In fact your "1-F" immediately sprang to mind when I started reading that thread... I was like "so THAT'S why he went with one F-1!"

It makes sense... doubling the first stage thrust means that to keep the gee loads the same, you have to carry a LOT of payload with you or deeply throttle the engines. F-1's didn't throttle (much if at all given they shut the center one down on Saturn V before stage burnout to keep the gees down when the S-IC was running on empty and getting "very light".) and you wouldn't want to launch a full "lunar stack" to LEO on every S-IF flight of course... It'd be a good payload lifter, no doubt, but for a crew ferry... I dunno... Guess you could put a big water tank in the SLA to keep the gees manageable... LOL Shutting one F-1 down in a small asymmetric cluster wouldn't work (technically it COULD, but it would be HIGHLY undesirable with only two engines) There's a certain beauty to the simplicity of the single F-1/single J-2S lifter anyway-- it's a "natural" solution (which the "stick" tried to emulate but ungainly and awkwardly with that SRB first stage and all the problems it brings).

Point taken about the Gemini on Titan III (MOL) but it sorta makes me wonder now just how realistic that was... I know they flew the boilerplate MOL and Gemini capsule retooled with the heat shield hatch, but what were the gees during SRM burn I wonder??

Quick question Mike-- on your 1-F, it's difficult to see the fins-- did you use "I-B" fins on yours or "something else"?? I know yours is a static model and not a flying one, but I'm curious as to your choice and rationale... A single F-1 eliminates the need for the fairings, which really frees one up on fin choices... I'm currently debating between using the 8 Saturn IB swept fins or modified Saturn V fins or even going back to Saturn I Block II fins, since this is a flight model and MUST have fins.
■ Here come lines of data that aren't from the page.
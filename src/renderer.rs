use std::path::Path;
use std::sync::Arc;
use wgpu::util::DeviceExt;
use winit::window::Window;

use crate::arcball::Arcball;
use crate::mesh::{self, Vertex};
use crate::texture::{Texture, DEPTH_FORMAT};

type Result<T> = std::result::Result<T, Box<dyn std::error::Error>>;

/// Transform uniforms uploaded once per frame.
#[repr(C)]
#[derive(Copy, Clone, Debug, bytemuck::Pod, bytemuck::Zeroable)]
struct Uniforms {
    mvp: [[f32; 4]; 4],
    model: [[f32; 4]; 4],
}

impl Uniforms {
    fn from_arcball(arcball: &Arcball) -> Self {
        Self {
            mvp: arcball.model_view_projection().to_cols_array_2d(),
            model: arcball.model().to_cols_array_2d(),
        }
    }
}

/// Owns the GPU session: surface, device, the cube's vertex/index buffers,
/// texture and pipeline. One indexed draw per frame.
pub struct CubeRenderer {
    device: wgpu::Device,
    queue: wgpu::Queue,
    surface: wgpu::Surface<'static>,
    config: wgpu::SurfaceConfiguration,
    size: winit::dpi::PhysicalSize<u32>,
    render_pipeline: wgpu::RenderPipeline,
    bind_group: wgpu::BindGroup,
    uniform_buffer: wgpu::Buffer,
    vertex_buffer: wgpu::Buffer,
    index_buffer: wgpu::Buffer,
    num_indices: u32,
    depth_view: wgpu::TextureView,
}

impl CubeRenderer {
    pub async fn new(
        window: Arc<Window>,
        cube_width: f32,
        texture_path: Option<&Path>,
    ) -> Result<Self> {
        let size = window.inner_size();

        let instance = wgpu::Instance::new(&wgpu::InstanceDescriptor {
            backends: wgpu::Backends::PRIMARY,
            ..Default::default()
        });

        let surface = instance.create_surface(window.clone())?;
        let adapter = Self::request_adapter(&instance, &surface).await?;
        let (device, queue) = Self::request_device(&adapter).await?;

        let config = Self::create_surface_config(&surface, &adapter, size);
        surface.configure(&device, &config);

        let (vertices, indices) = mesh::cube(cube_width);
        let num_indices = indices.len() as u32;

        let vertex_buffer = device.create_buffer_init(&wgpu::util::BufferInitDescriptor {
            label: Some("Cube Vertex Buffer"),
            contents: bytemuck::cast_slice(&vertices),
            usage: wgpu::BufferUsages::VERTEX,
        });

        let index_buffer = device.create_buffer_init(&wgpu::util::BufferInitDescriptor {
            label: Some("Cube Index Buffer"),
            contents: bytemuck::cast_slice(&indices),
            usage: wgpu::BufferUsages::INDEX,
        });

        let uniform_buffer = device.create_buffer_init(&wgpu::util::BufferInitDescriptor {
            label: Some("Uniform Buffer"),
            contents: bytemuck::cast_slice(&[Uniforms::from_arcball(&Arcball::new(
                size.width, size.height,
            ))]),
            usage: wgpu::BufferUsages::UNIFORM | wgpu::BufferUsages::COPY_DST,
        });

        let texture = match texture_path {
            Some(path) => Texture::from_path(&device, &queue, path)?,
            None => Texture::checkerboard(&device, &queue),
        };

        let (render_pipeline, bind_group) =
            Self::create_render_pipeline(&device, &uniform_buffer, &texture, config.format);

        let depth_view = Texture::depth(&device, size);

        log::info!(
            "renderer initialized: {}x{} surface, {} indices",
            size.width,
            size.height,
            num_indices
        );

        Ok(Self {
            device,
            queue,
            surface,
            config,
            size,
            render_pipeline,
            bind_group,
            uniform_buffer,
            vertex_buffer,
            index_buffer,
            num_indices,
            depth_view,
        })
    }

    async fn request_adapter(
        instance: &wgpu::Instance,
        surface: &wgpu::Surface<'_>,
    ) -> Result<wgpu::Adapter> {
        instance
            .request_adapter(&wgpu::RequestAdapterOptions {
                power_preference: wgpu::PowerPreference::default(),
                compatible_surface: Some(surface),
                force_fallback_adapter: false,
            })
            .await
            .map_err(|_| "Failed to find appropriate adapter".into())
    }

    async fn request_device(adapter: &wgpu::Adapter) -> Result<(wgpu::Device, wgpu::Queue)> {
        adapter
            .request_device(&wgpu::DeviceDescriptor {
                label: None,
                required_features: wgpu::Features::empty(),
                required_limits: wgpu::Limits::default(),
                memory_hints: Default::default(),
                experimental_features: Default::default(),
                trace: Default::default(),
            })
            .await
            .map_err(|e| e.into())
    }

    fn create_surface_config(
        surface: &wgpu::Surface,
        adapter: &wgpu::Adapter,
        size: winit::dpi::PhysicalSize<u32>,
    ) -> wgpu::SurfaceConfiguration {
        let surface_caps = surface.get_capabilities(adapter);
        let surface_format = surface_caps
            .formats
            .iter()
            .copied()
            .find(|f| f.is_srgb())
            .unwrap_or(surface_caps.formats[0]);

        wgpu::SurfaceConfiguration {
            usage: wgpu::TextureUsages::RENDER_ATTACHMENT,
            format: surface_format,
            width: size.width.max(1),
            height: size.height.max(1),
            present_mode: surface_caps.present_modes[0],
            alpha_mode: surface_caps.alpha_modes[0],
            view_formats: vec![],
            desired_maximum_frame_latency: 2,
        }
    }

    fn create_render_pipeline(
        device: &wgpu::Device,
        uniform_buffer: &wgpu::Buffer,
        texture: &Texture,
        surface_format: wgpu::TextureFormat,
    ) -> (wgpu::RenderPipeline, wgpu::BindGroup) {
        let shader = device.create_shader_module(wgpu::ShaderModuleDescriptor {
            label: Some("Cube Shader"),
            source: wgpu::ShaderSource::Wgsl(include_str!("cube.wgsl").into()),
        });

        let bind_group_layout = device.create_bind_group_layout(&wgpu::BindGroupLayoutDescriptor {
            entries: &[
                // Binding 0: transform uniforms
                wgpu::BindGroupLayoutEntry {
                    binding: 0,
                    visibility: wgpu::ShaderStages::VERTEX,
                    ty: wgpu::BindingType::Buffer {
                        ty: wgpu::BufferBindingType::Uniform,
                        has_dynamic_offset: false,
                        min_binding_size: None,
                    },
                    count: None,
                },
                // Binding 1: cube texture
                wgpu::BindGroupLayoutEntry {
                    binding: 1,
                    visibility: wgpu::ShaderStages::FRAGMENT,
                    ty: wgpu::BindingType::Texture {
                        sample_type: wgpu::TextureSampleType::Float { filterable: true },
                        view_dimension: wgpu::TextureViewDimension::D2,
                        multisampled: false,
                    },
                    count: None,
                },
                // Binding 2: sampler
                wgpu::BindGroupLayoutEntry {
                    binding: 2,
                    visibility: wgpu::ShaderStages::FRAGMENT,
                    ty: wgpu::BindingType::Sampler(wgpu::SamplerBindingType::Filtering),
                    count: None,
                },
            ],
            label: Some("cube_bind_group_layout"),
        });

        let bind_group = device.create_bind_group(&wgpu::BindGroupDescriptor {
            layout: &bind_group_layout,
            entries: &[
                wgpu::BindGroupEntry {
                    binding: 0,
                    resource: uniform_buffer.as_entire_binding(),
                },
                wgpu::BindGroupEntry {
                    binding: 1,
                    resource: wgpu::BindingResource::TextureView(&texture.view),
                },
                wgpu::BindGroupEntry {
                    binding: 2,
                    resource: wgpu::BindingResource::Sampler(&texture.sampler),
                },
            ],
            label: Some("cube_bind_group"),
        });

        let pipeline_layout = device.create_pipeline_layout(&wgpu::PipelineLayoutDescriptor {
            label: Some("Cube Pipeline Layout"),
            bind_group_layouts: &[&bind_group_layout],
            push_constant_ranges: &[],
        });

        let pipeline = device.create_render_pipeline(&wgpu::RenderPipelineDescriptor {
            label: Some("Cube Pipeline"),
            layout: Some(&pipeline_layout),
            vertex: wgpu::VertexState {
                module: &shader,
                entry_point: Some("vs_main"),
                buffers: &[Vertex::LAYOUT],
                compilation_options: Default::default(),
            },
            fragment: Some(wgpu::FragmentState {
                module: &shader,
                entry_point: Some("fs_main"),
                targets: &[Some(wgpu::ColorTargetState {
                    format: surface_format,
                    blend: Some(wgpu::BlendState::REPLACE),
                    write_mask: wgpu::ColorWrites::ALL,
                })],
                compilation_options: Default::default(),
            }),
            primitive: wgpu::PrimitiveState {
                topology: wgpu::PrimitiveTopology::TriangleList,
                strip_index_format: None,
                front_face: wgpu::FrontFace::Ccw,
                cull_mode: Some(wgpu::Face::Back),
                polygon_mode: wgpu::PolygonMode::Fill,
                unclipped_depth: false,
                conservative: false,
            },
            depth_stencil: Some(wgpu::DepthStencilState {
                format: DEPTH_FORMAT,
                depth_write_enabled: true,
                depth_compare: wgpu::CompareFunction::Less,
                stencil: wgpu::StencilState::default(),
                bias: wgpu::DepthBiasState::default(),
            }),
            multisample: wgpu::MultisampleState {
                count: 1,
                mask: !0,
                alpha_to_coverage_enabled: false,
            },
            multiview: None,
            cache: None,
        });

        (pipeline, bind_group)
    }

    /// Reconfigures the surface and depth attachment for a new window size.
    /// Zero-sized (minimized) surfaces are skipped.
    pub fn resize(&mut self, size: winit::dpi::PhysicalSize<u32>) {
        if size.width == 0 || size.height == 0 {
            return;
        }
        self.size = size;
        self.config.width = size.width;
        self.config.height = size.height;
        self.surface.configure(&self.device, &self.config);
        self.depth_view = Texture::depth(&self.device, size);
    }

    /// Draws one frame: clear color and depth, upload the current transform,
    /// one indexed draw of the cube.
    pub fn render(&mut self, arcball: &Arcball) -> std::result::Result<(), wgpu::SurfaceError> {
        let uniforms = Uniforms::from_arcball(arcball);
        self.queue
            .write_buffer(&self.uniform_buffer, 0, bytemuck::cast_slice(&[uniforms]));

        let output = match self.surface.get_current_texture() {
            Ok(output) => output,
            Err(wgpu::SurfaceError::Lost | wgpu::SurfaceError::Outdated) => {
                self.surface.configure(&self.device, &self.config);
                self.surface.get_current_texture()?
            }
            Err(e) => return Err(e),
        };
        let view = output
            .texture
            .create_view(&wgpu::TextureViewDescriptor::default());

        let mut encoder = self
            .device
            .create_command_encoder(&wgpu::CommandEncoderDescriptor {
                label: Some("Encoder"),
            });

        {
            let mut render_pass = encoder.begin_render_pass(&wgpu::RenderPassDescriptor {
                label: Some("Cube Pass"),
                color_attachments: &[Some(wgpu::RenderPassColorAttachment {
                    view: &view,
                    resolve_target: None,
                    ops: wgpu::Operations {
                        load: wgpu::LoadOp::Clear(wgpu::Color {
                            r: 0.2,
                            g: 0.4,
                            b: 0.0,
                            a: 1.0,
                        }),
                        store: wgpu::StoreOp::Store,
                    },
                    depth_slice: None,
                })],
                depth_stencil_attachment: Some(wgpu::RenderPassDepthStencilAttachment {
                    view: &self.depth_view,
                    depth_ops: Some(wgpu::Operations {
                        load: wgpu::LoadOp::Clear(1.0),
                        store: wgpu::StoreOp::Store,
                    }),
                    stencil_ops: None,
                }),
                occlusion_query_set: None,
                timestamp_writes: None,
            });
            render_pass.set_pipeline(&self.render_pipeline);
            render_pass.set_bind_group(0, &self.bind_group, &[]);
            render_pass.set_vertex_buffer(0, self.vertex_buffer.slice(..));
            render_pass.set_index_buffer(self.index_buffer.slice(..), wgpu::IndexFormat::Uint32);
            render_pass.draw_indexed(0..self.num_indices, 0, 0..1);
        }

        self.queue.submit(std::iter::once(encoder.finish()));
        output.present();
        Ok(())
    }

    pub fn size(&self) -> winit::dpi::PhysicalSize<u32> {
        self.size
    }
}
The two engine version with the fairings presents quite a quandary in the fins dept. since the prototype "LRB pods" didn't have them, obviously, but a flying rocket needs them-- requiring either to go with "plug in" supplementary (clear or otherwise) fins or, when using it as a first stage, choosing some likely "candidate fins" to put on the stage. Clearly Saturn V fins would be the ones of choice on the fairings, but then that leaves *what* for the opposing fins-- "Saturn I Block II-ish" located directly opposite the fairings and centered between them (clean aerodynamically) or two or even three "Saturn IB-ish" fins located between the fairings on the main body tube between the fairings (complicated aerodynamics due to the tapered fairings). Just curious as to your thoughts on the subject...

The three-body "LRB pod" design is quite interesting... I've thought about something quite similar in relation to a story idea I've had about the aftermath of a nuclear war during the Cuban Missile Crisis... Saturn V never happens, obviously, but 10 years later a new President decides to ultimately finish what we started, in a smaller, cheaper way, of course... F-1 existed (more or less) and they dust off the old plans and suddenly Saturn C-3 looks just about perfect, especially if it uses a new design principle that someone just invented-- the 3-body booster, which they're currently using to launch small space stations using three Titan II first stages strapped together topped by an enlarged second stage (6 LR-87's lifting a twin Centaur upper stage-- sort of a Titan III but using common cores instead of the SRM's.) Scaling it up to use three cores with 2 F-1's each, giving six F-1's thrusting at liftoff, with a lengthened S-IVB second stage with four J-2's, lifting either a standard S-IVB or an RL-10 powered S-IV stage (or both) would provide a substantial capability *on the cheap*. (I'm predicating that dusting off the plans and making Saturn V is deemed "too expensive" after the deep Depression that follows the nuclear war in 1962; the whole program is envisioned as not only an inspiration to the nation and announcement to the world that "we're back" but also a sort of latter day CCC program to help reinvigorate a stagnated and lackluster technical/aerospace economy and the economy in general with "spinoffs"...)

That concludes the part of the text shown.